Material for this task:
use std::fmt;
use std::path::{Path, PathBuf};
use std::str::FromStr;
use std::time::Duration;

use anyhow::{Context, Result};
use courtroom::{TrialConfig, WritePolicy};
use serde::Deserialize;
use thiserror::Error;

pub const OPENAI_BASE_URL: &str = "https://api.openai.com/v1";
pub const OPENAI_DEFAULT_MODEL: &str = "gpt-4o";
pub const NVIDIA_BASE_URL: &str = "https://integrate.api.nvidia.com/v1";
pub const NVIDIA_DEFAULT_MODEL: &str = "meta/llama3-70b-instruct";

/// OpenAI-compatible inference provider.
#[derive(Debug, Clone, Copy, PartialEq, Eq, Deserialize)]
#[serde(rename_all = "lowercase")]
pub enum Provider {
    OpenAi,
    Nvidia,
}

impl Provider {
    pub fn as_str(self) -> &'static str {
        match self {
            Self::OpenAi => "openai",
            Self::Nvidia => "nvidia",
        }
    }

    /// Provider-specific key variable, consulted after `COURT_LLM_API_KEY`.
    pub fn api_key_var(self) -> &'static str {
        match self {
            Self::OpenAi => "OPENAI_API_KEY",
            Self::Nvidia => "NVIDIA_API_KEY",
        }
    }

    fn default_base_url(self, env: &dyn Fn(&str) -> Option<String>) -> String {
        let (var, fallback) = match self {
            Self::OpenAi => return OPENAI_BASE_URL.to_string(),
            Self::Nvidia => ("NVIDIA_NIM_BASE_URL", NVIDIA_BASE_URL),
        };
        env(var).unwrap_or_else(|| fallback.to_string())
    }

    fn default_model(self, env: &dyn Fn(&str) -> Option<String>) -> String {
        let (var, fallback) = match self {
            Self::OpenAi => ("OPENAI_MODEL", OPENAI_DEFAULT_MODEL),
            Self::Nvidia => ("NVIDIA_NIM_MODEL", NVIDIA_DEFAULT_MODEL),
        };
        env(var).unwrap_or_else(|| fallback.to_string())
    }
}

impl FromStr for Provider {
    type Err = ConfigError;

    fn from_str(s: &str) -> Result<Self, Self::Err> {
        match s.trim().to_lowercase().as_str() {
            "openai" => Ok(Self::OpenAi),
            "nvidia" => Ok(Self::Nvidia),
            other => Err(ConfigError::UnknownProvider(other.to_string())),
        }
    }
}

impl fmt::Display for Provider {
    fn fmt(&self, f: &mut fmt::Formatter<'_>) -> fmt::Result {
        f.write_str(self.as_str())
    }
}

#[derive(Debug, Error, PartialEq)]
pub enum ConfigError {
    #[error("Unsupported LLM provider '{0}' (expected openai or nvidia)")]
    UnknownProvider(String),

    #[error("No API key for {provider}: set COURT_LLM_API_KEY or {var}")]
    MissingApiKey {
        provider: Provider,
        var: &'static str,
    },

    #[error("Temperature {0} is outside 0.0..=2.0")]
    TemperatureOutOfRange(f64),

    #[error("max_turns must be at least 1")]
    ZeroTurns,
}

/// Top-level simulator configuration.
#[derive(Debug, Clone)]
pub struct CourtConfig {
    pub provider: Provider,
    /// OpenAI-compatible base URL (ends in `/v1`).
    pub base_url: String,
    pub model: String,
    pub api_key: Option<String>,
    pub temperature: f64,
    /// Holds `strategies.json`, `cases.json` and benchmark reports.
    pub data_dir: PathBuf,
    /// Pause between batch cases.
    pub pacing_ms: u64,
    pub max_turns: u32,
    pub similar_case_k: usize,
    pub generation_timeout_ms: Option<u64>,
    pub write_policy: WritePolicy,
    pub seed: Option<u64>,
}

impl Default for CourtConfig {
    fn default() -> Self {
        Self::from_lookup(|key| std::env::var(key).ok())
    }
}

/// Optional TOML overrides, applied on top of the environment defaults.
#[derive(Debug, Default, Deserialize)]
#[serde(deny_unknown_fields)]
struct FileOverrides {
    provider: Option<Provider>,
    base_url: Option<String>,
    model: Option<String>,
    api_key: Option<String>,
    temperature: Option<f64>,
    data_dir: Option<PathBuf>,
    pacing_ms: Option<u64>,
    max_turns: Option<u32>,
    similar_case_k: Option<usize>,
    generation_timeout_ms: Option<u64>,
    write_policy: Option<WritePolicy>,
    seed: Option<u64>,
}

impl CourtConfig {
    /// Build from an arbitrary variable source. Unparseable values fall back
    /// to their defaults.
    pub fn from_lookup<F>(env: F) -> Self
    where
        F: Fn(&str) -> Option<String>,
    {
        let provider = env("COURT_LLM_PROVIDER")
            .and_then(|p| p.parse().ok())
            .unwrap_or(Provider::OpenAi);
        let (base_url, model, api_key) = resolve_endpoint(provider, &env);
        let defaults = TrialConfig::default();

        Self {
            provider,
            base_url,
            model,
            api_key,
            temperature: parsed(&env, "COURT_LLM_TEMPERATURE").unwrap_or(0.7),
            data_dir: env("COURT_DATA_DIR")
                .map(PathBuf::from)
                .unwrap_or_else(|| PathBuf::from("./court-data")),
            pacing_ms: parsed(&env, "COURT_PACING_MS").unwrap_or(1000),
            max_turns: parsed(&env, "COURT_MAX_TURNS")
                .unwrap_or(defaults.max_turns),
            similar_case_k: parsed(&env, "COURT_SIMILAR_CASES")
                .unwrap_or(defaults.similar_case_k),
            generation_timeout_ms: parsed(&env, "COURT_GENERATION_TIMEOUT_MS"),
            write_policy: defaults.write_policy,
            seed: parsed(&env, "COURT_SEED"),
        }
    }

    /// Environment defaults overlaid with the TOML file at `path`.
    pub fn from_file(path: &Path) -> Result<Self> {
        let text = std::fs::read_to_string(path)
            .with_context(|| format!("Failed to read config {}", path.display()))?;
        Self::default()
            .merge_toml(&text)
            .with_context(|| format!("Invalid config {}", path.display()))
    }

    /// Apply TOML overrides, resolving provider defaults from the process
    /// environment.
    pub fn merge_toml(self, text: &str) -> Result<Self> {
        self.merge_toml_with(text, |key| std::env::var(key).ok())
    }

    /// Apply TOML overrides. Switching provider without naming a base URL
    /// or model re-resolves them for the new provider, with `COURT_LLM_*`
    /// variables from `env` still taking precedence.
    pub fn merge_toml_with<F>(mut self, text: &str, env: F) -> Result<Self>
    where
        F: Fn(&str) -> Option<String>,
    {
        let file: FileOverrides = toml::from_str(text)?;

        if let Some(provider) = file.provider {
            if provider != self.provider {
                let (base_url, model, api_key) = resolve_endpoint(provider, &env);
                self.base_url = base_url;
                self.model = model;
                self.api_key = api_key;
            }
            self.provider = provider;
        }
        if let Some(v) = file.base_url {
            self.base_url = v;
        }
        if let Some(v) = file.model {
            self.model = v;
        }
        if file.api_key.is_some() {
            self.api_key = file.api_key;
        }
        if let Some(v) = file.temperature {
            self.temperature = v;
        }
        if let Some(v) = file.data_dir {
            self.data_dir = v;
        }
        if let Some(v) = file.pacing_ms {
            self.pacing_ms = v;
        }
        if let Some(v) = file.max_turns {
            self.max_turns = v;
        }
        if let Some(v) = file.similar_case_k {
            self.similar_case_k = v;
        }
        if file.generation_timeout_ms.is_some() {
            self.generation_timeout_ms = file.generation_timeout_ms;
        }
        if let Some(v) = file.write_policy {
            self.write_policy = v;
        }
        if file.seed.is_some() {
            self.seed = file.seed;
        }
        Ok(self)
    }

    /// Settings every command needs before it can reach a model.
    pub fn validate(&self) -> Result<(), ConfigError> {
        let api_key = self.api_key.as_deref().unwrap_or_default();
        if api_key.trim().is_empty() {
            return Err(ConfigError::MissingApiKey {
                provider: self.provider,
                var: self.provider.api_key_var(),
            });
        }
        if !(0.0..=2.0).contains(&self.temperature) {
            return Err(ConfigError::TemperatureOutOfRange(self.temperature));
        }
        if self.max_turns == 0 {
            return Err(ConfigError::ZeroTurns);
        }
        Ok(())
    }

    pub fn trial_config(&self) -> TrialConfig {
        TrialConfig {
            max_turns: self.max_turns,
            similar_case_k: self.similar_case_k,
            write_policy: self.write_policy,
            seed: self.seed,
            generation_timeout_ms: self.generation_timeout_ms,
        }
    }

    pub fn pacing(&self) -> Duration {
        Duration::from_millis(self.pacing_ms)
    }

    pub fn strategies_path(&self) -> PathBuf {
        self.data_dir.join("strategies.json")
    }

    pub fn archive_path(&self) -> PathBuf {
        self.data_dir.join("cases.json")
    }
}

/// Base URL, model and API key for `provider`. Generic `COURT_LLM_*`
/// variables win over provider-specific ones.
fn resolve_endpoint(
    provider: Provider,
    env: &dyn Fn(&str) -> Option<String>,
) -> (String, String, Option<String>) {
    let base_url = env("COURT_LLM_BASE_URL")
        .unwrap_or_else(|| provider.default_base_url(env));
    let model = env("COURT_LLM_MODEL")
        .unwrap_or_else(|| provider.default_model(env));
    let api_key = env("COURT_LLM_API_KEY")
        .or_else(|| env(provider.api_key_var()));
    (base_url, model, api_key)
}

fn parsed<T: FromStr>(env: &dyn Fn(&str) -> Option<String>, key: &str) -> Option<T> {
    env(key).and_then(|v| v.trim().parse().ok())
}

/// Check if an inference endpoint is reachable (GET {url}/models).
pub async fn check_endpoint(url: &str, api_key: Option<&str>) -> bool {
    let models_url = format!("{}/models", url.trim_end_matches('/'));
    let mut request = reqwest::Client::new()
        .get(&models_url)
        .timeout(Duration::from_secs(5));
    if let Some(key) = api_key {
        request = request.bearer_auth(key);
    }
    match request.send().await {
        Ok(resp) => resp.status().is_success(),
        Err(_) => false,
    }
}

#[cfg(test)]
mod tests {
    use super::*;
    use std::collections::HashMap;

    fn lookup(pairs: &[(&str, &str)]) -> impl Fn(&str) -> Option<String> {
        let map: HashMap<String, String> = pairs
            .iter()
            .map(|(k, v)| (k.to_string(), v.to_string()))
            .collect();
        move |key| map.get(key).cloned()
    }

    #[test]
    fn test_defaults_without_env() {
        let config = CourtConfig::from_lookup(lookup(&[]));
        assert_eq!(config.provider, Provider::OpenAi);
        assert_eq!(config.base_url, OPENAI_BASE_URL);
        assert_eq!(config.model, "gpt-4o");
        assert_eq!(config.temperature, 0.7);
        assert_eq!(config.pacing(), Duration::from_millis(1000));
        assert_eq!(config.max_turns, 4);
        assert_eq!(
            config.strategies_path(),
            PathBuf::from("./court-data/strategies.json")
        );
        assert!(config.api_key.is_none());
    }

    #[test]
    fn test_nvidia_provider_uses_nim_settings() {
        let config = CourtConfig::from_lookup(lookup(&[
            ("COURT_LLM_PROVIDER", "NVIDIA"),
            ("NVIDIA_NIM_MODEL", "meta/llama3-8b-instruct"),
            ("NVIDIA_API_KEY", "nv-key"),
            ("OPENAI_API_KEY", "oa-key"),
        ]));
        assert_eq!(config.provider, Provider::Nvidia);
        assert_eq!(config.base_url, NVIDIA_BASE_URL);
        assert_eq!(config.model, "meta/llama3-8b-instruct");
        assert_eq!(config.api_key.as_deref(), Some("nv-key"));
    }

    #[test]
    fn test_generic_key_wins_over_provider_key() {
        let config = CourtConfig::from_lookup(lookup(&[
            ("COURT_LLM_API_KEY", "generic"),
            ("OPENAI_API_KEY", "specific"),
        ]));
        assert_eq!(config.api_key.as_deref(), Some("generic"));
    }

    #[test]
    fn test_unparseable_numbers_fall_back() {
        let config = CourtConfig::from_lookup(lookup(&[
            ("COURT_LLM_TEMPERATURE", "warm"),
            ("COURT_MAX_TURNS", "six"),
            ("COURT_PACING_MS", "0"),
        ]));
        assert_eq!(config.temperature, 0.7);
        assert_eq!(config.max_turns, 4);
        assert_eq!(config.pacing_ms, 0);
    }

    #[test]
    fn test_validate() {
        let mut config = CourtConfig::from_lookup(lookup(&[]));
        assert_eq!(
            config.validate(),
            Err(ConfigError::MissingApiKey {
                provider: Provider::OpenAi,
                var: "OPENAI_API_KEY"
            })
        );
        config.api_key = Some("k".into());
        assert!(config.validate().is_ok());
        config.temperature = 3.5;
        assert_eq!(
            config.validate(),
            Err(ConfigError::TemperatureOutOfRange(3.5))
        );
        config.temperature = 0.0;
        config.max_turns = 0;
        assert_eq!(config.validate(), Err(ConfigError::ZeroTurns));
    }

    #[test]
    fn test_unknown_provider() {
        assert!(matches!(
            "anthropic".parse::<Provider>(),
            Err(ConfigError::UnknownProvider(p)) if p == "anthropic"
        ));
    }

    #[test]
    fn test_trial_config_carries_overrides() {
        let config = CourtConfig::from_lookup(lookup(&[]))
            .merge_toml(
                r#"
                max_turns = 6
                similar_case_k = 3
                seed = 11
                write_policy = "skip_duplicates"
                "#,
            )
            .unwrap();
        let trial = config.trial_config();
        assert_eq!(trial.max_turns, 6);
        assert_eq!(trial.similar_case_k, 3);
        assert_eq!(trial.seed, Some(11));
        assert_eq!(trial.write_policy, WritePolicy::SkipDuplicates);
    }

    #[test]
    fn test_toml_rejects_unknown_keys() {
        let err = CourtConfig::from_lookup(lookup(&[]))
            .merge_toml("max_turn = 6")
            .unwrap_err();
        assert!(err.to_string().contains("max_turn"), "{err}");
    }

    #[test]
    fn test_provider_switch_keeps_generic_overrides() {
        let env = lookup(&[
            ("COURT_LLM_MODEL", "served-model"),
            ("NVIDIA_NIM_BASE_URL", "http://nim.local/v1"),
            ("NVIDIA_API_KEY", "nv-key"),
        ]);
        let config = CourtConfig::from_lookup(&env)
            .merge_toml_with(r#"provider = "nvidia""#, &env)
            .unwrap();
        assert_eq!(config.provider, Provider::Nvidia);
        assert_eq!(config.model, "served-model");
        assert_eq!(config.base_url, "http://nim.local/v1");
        assert_eq!(config.api_key.as_deref(), Some("nv-key"));
    }

    #[test]
    fn test_provider_switch_without_env_uses_provider_defaults() {
        let config = CourtConfig::from_lookup(lookup(&[]))
            .merge_toml_with(r#"provider = "nvidia""#, lookup(&[]))
            .unwrap();
        assert_eq!(config.base_url, NVIDIA_BASE_URL);
        assert_eq!(config.model, NVIDIA_DEFAULT_MODEL);
        assert!(config.api_key.is_none());
    }
}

What you will do:
What are the lines, exactly as written above, from the line with "#[derive(Debug, Default, Deserialize)]" to the line with "pub fn from_file(path: &Path)", both included? Output only those.

Solution to this task:
#[derive(Debug, Default, Deserialize)]
#[serde(deny_unknown_fields)]
struct FileOverrides {
    provider: Option<Provider>,
    base_url: Option<String>,
    model: Option<String>,
    api_key: Option<String>,
    temperature: Option<f64>,
    data_dir: Option<PathBuf>,
    pacing_ms: Option<u64>,
    max_turns: Option<u32>,
    similar_case_k: Option<usize>,
    generation_timeout_ms: Option<u64>,
    write_policy: Option<WritePolicy>,
    seed: Option<u64>,
}

impl CourtConfig {
    /// Build from an arbitrary variable source. Unparseable values fall back
    /// to their defaults.
    pub fn from_lookup<F>(env: F) -> Self
    where
        F: Fn(&str) -> Option<String>,
    {
        let provider = env("COURT_LLM_PROVIDER")
            .and_then(|p| p.parse().ok())
            .unwrap_or(Provider::OpenAi);
        let (base_url, model, api_key) = resolve_endpoint(provider, &env);
        let defaults = TrialConfig::default();

        Self {
            provider,
            base_url,
            model,
            api_key,
            temperature: parsed(&env, "COURT_LLM_TEMPERATURE").unwrap_or(0.7),
            data_dir: env("COURT_DATA_DIR")
                .map(PathBuf::from)
                .unwrap_or_else(|| PathBuf::from("./court-data")),
            pacing_ms: parsed(&env, "COURT_PACING_MS").unwrap_or(1000),
            max_turns: parsed(&env, "COURT_MAX_TURNS")
                .unwrap_or(defaults.max_turns),
            similar_case_k: parsed(&env, "COURT_SIMILAR_CASES")
                .unwrap_or(defaults.similar_case_k),
            generation_timeout_ms: parsed(&env, "COURT_GENERATION_TIMEOUT_MS"),
            write_policy: defaults.write_policy,
            seed: parsed(&env, "COURT_SEED"),
        }
    }

    /// Environment defaults overlaid with the TOML file at `path`.
    pub fn from_file(path: &Path) -> Result<Self> {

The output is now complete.